Por FinTax
Com o avanço do CARF, a capacidade das autoridades fiscais para obter informações sobre criptoativos estrangeiros será significativamente melhorada.
O CARF não cria regras fiscais, mas permite às autoridades fiscais identificar rendimentos de criptoativos obtidos por residentes fiscais nacionais no estrangeiro através da troca automática de informação.
Com base na transparência da informação, o pagamento de impostos e a aplicação da lei sobre rendimentos não declarados podem tornar-se a norma.
Para os países que se comprometeram a aderir à CARF e implementar legislação, as contas de criptoativos e as informações de transação dos residentes fiscais em bolsas no estrangeiro serão trocadas entre as autoridades fiscais através do mecanismo CARF. As autoridades fiscais podem comparar a situação da declaração fiscal em conformidade e impor penalizações por omissão e subestimação.

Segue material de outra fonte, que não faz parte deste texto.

use yew::prelude::*;

use crate::components::logo_loop::{LogoItem, LogoLoop};
use crate::content::{LogoImage, Skills as SkillsContent};
use crate::marquee::Direction;
use crate::theme::use_theme;

const LOOP_SPEED: f64 = 50.0;
const LOGO_HEIGHT: u32 = 40;
const LOGO_GAP: u32 = 40;

fn items(logos: &[LogoImage]) -> Vec<LogoItem> {
    logos.iter().cloned().map(LogoItem::from).collect()
}

#[derive(Properties, PartialEq)]
pub struct SkillsProps {
    pub skills: SkillsContent,
}

#[function_component(Skills)]
pub fn skills(props: &SkillsProps) -> Html {
    let theme = use_theme();
    let rows = [
        ("Design Tools", &props.skills.design_tools, Direction::Left),
        ("Development", &props.skills.dev_tech, Direction::Right),
        ("Dev Tools", &props.skills.dev_tools, Direction::Left),
    ];

    html! {
        <section id="skills" class="skills-section">
            <div class="section-inner">
                <h2 class="section-title">{"Skills & "}<span class="accent">{"Tools"}</span></h2>
                { for rows.into_iter().map(|(label, logos, direction)| html! {
                    <div class="skills-row">
                        <LogoLoop
                            items={items(logos)}
                            speed={LOOP_SPEED}
                            {direction}
                            logo_height={LOGO_HEIGHT}
                            gap={LOGO_GAP}
                            scale_on_hover=true
                            fade_out=true
                            fade_out_color={theme.surface_color().to_string()}
                            aria_label={label.to_string()}
                        />
                    </div>
                }) }
            </div>
            <style>
                {r#"
                .skills-section { padding: 6rem 0; background: var(--surface); overflow: hidden; }
                .skills-row { width: 100%; margin: 0 auto 2.5rem; }
                "#}
            </style>
        </section>
    }
}

#[cfg(test)]
mod tests {
    use super::*;
    use crate::content;

    #[test]
    fn every_logo_becomes_an_image_item() {
        let skills = content::load().unwrap().skills;
        let row = items(&skills.dev_tech);
        assert_eq!(row.len(), skills.dev_tech.len());
        assert!(row.iter().all(|item| matches!(item, LogoItem::Image(_))));
        assert_eq!(row[0].aria_label(), Some(skills.dev_tech[0].alt.as_str()));
    }
}
use super::{COPY_HEADROOM, MIN_COPIES};

/// Result of one layout pass over the strip.
#[derive(Clone, Copy, Debug, PartialEq)]
pub struct Measurement {
    /// Width of one sequence copy, rounded up to whole pixels.
    pub sequence_width: f64,
    pub copy_count: usize,
}

/// How many side-by-side copies keep a container of `container_width`
/// covered while the strip scrolls by up to one sequence width.
pub fn copies_needed(container_width: f64, sequence_width: f64) -> usize {
    if !(sequence_width > 0.0) {
        return MIN_COPIES;
    }
    let container_width = if container_width.is_finite() {
        container_width.max(0.0)
    } else {
        0.0
    };
    let fit = (container_width / sequence_width).ceil() as usize;
    (fit + COPY_HEADROOM).max(MIN_COPIES)
}

/// Turns raw layout numbers into a measurement.
///
/// Returns `None` while the sequence has no positive width yet (not laid
/// out, images still loading); callers keep the strip idle until a later
/// pass succeeds.
pub fn measure(container_width: f64, raw_sequence_width: f64) -> Option<Measurement> {
    if !raw_sequence_width.is_finite() || raw_sequence_width <= 0.0 {
        return None;
    }
    Some(Measurement {
        sequence_width: raw_sequence_width.ceil(),
        copy_count: copies_needed(container_width, raw_sequence_width),
    })
}

#[cfg(test)]
mod tests {
    use super::*;

    #[test]
    fn wide_container_needs_headroom() {
        let m = measure(2500.0, 1000.0).unwrap();
        assert_eq!(m.copy_count, 5);
        assert_eq!(m.sequence_width, 1000.0);
    }

    #[test]
    fn never_fewer_than_min_copies() {
        assert_eq!(copies_needed(0.0, 1000.0), MIN_COPIES.max(COPY_HEADROOM));
        assert!(copies_needed(10.0, 5000.0) >= MIN_COPIES);
    }

    #[test]
    fn zero_width_is_not_ready() {
        assert_eq!(measure(1200.0, 0.0), None);
        assert_eq!(measure(1200.0, -3.0), None);
        assert_eq!(measure(1200.0, f64::NAN), None);
    }

    #[test]
    fn fractional_width_rounds_up() {
        let m = measure(800.0, 640.2).unwrap();
        assert_eq!(m.sequence_width, 641.0);
        assert_eq!(m.copy_count, 4);
    }

    #[test]
    fn measuring_twice_is_stable() {
        let first = measure(1366.0, 712.5);
        let second = measure(1366.0, 712.5);
        assert_eq!(first, second);
    }
}
use yew::prelude::*;
use yew_hooks::use_window_scroll;

use crate::dom;

const SHOW_AFTER_PX: f64 = 300.0;

pub fn is_visible(scroll_y: f64) -> bool {
    scroll_y > SHOW_AFTER_PX
}

#[function_component(BackToTop)]
pub fn back_to_top() -> Html {
    let (_, scroll_y) = use_window_scroll();
    if !is_visible(scroll_y) {
        return html! {};
    }

    let onclick = Callback::from(|_: MouseEvent| dom::scroll_to_top());
    html! {
        <button class="back-to-top" {onclick} aria-label="Back to top">
            <svg viewBox="0 0 24 24" width="24" height="24" fill="none" stroke="currentColor"
                stroke-width="2" stroke-linecap="round" stroke-linejoin="round">
                <path d="M12 19V5" />
                <path d="M5 12l7-7 7 7" />
            </svg>
        </button>
    }
}

#[cfg(test)]
mod tests {
    use super::*;

    #[test]
    fn appears_only_past_threshold() {
        assert!(!is_visible(0.0));
        assert!(!is_visible(300.0));
        assert!(is_visible(300.5));
    }
}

Tomando o Reino Unido como exemplo, a partir de 2026, o Reino Unido tem exigido que os fornecedores locais de serviços de criptoativos recolham sistematicamente dados das transações dos utilizadores para verificação fiscal. A HMRC deixou claro que usará dados relevantes para comparar os registos de declarações fiscais individuais e, se encontrar ganhos não declarados em criptoativos, recuperará impostos e aplicará multas de acordo com a lei.
Nessas jurisdições, uma vez que a informação das transações de criptoativos entra no campo de visão das autoridades fiscais através do CARF, existe um risco real de tributação retroativa sobre rendimentos de criptomoedas no estrangeiro anteriormente não declarados.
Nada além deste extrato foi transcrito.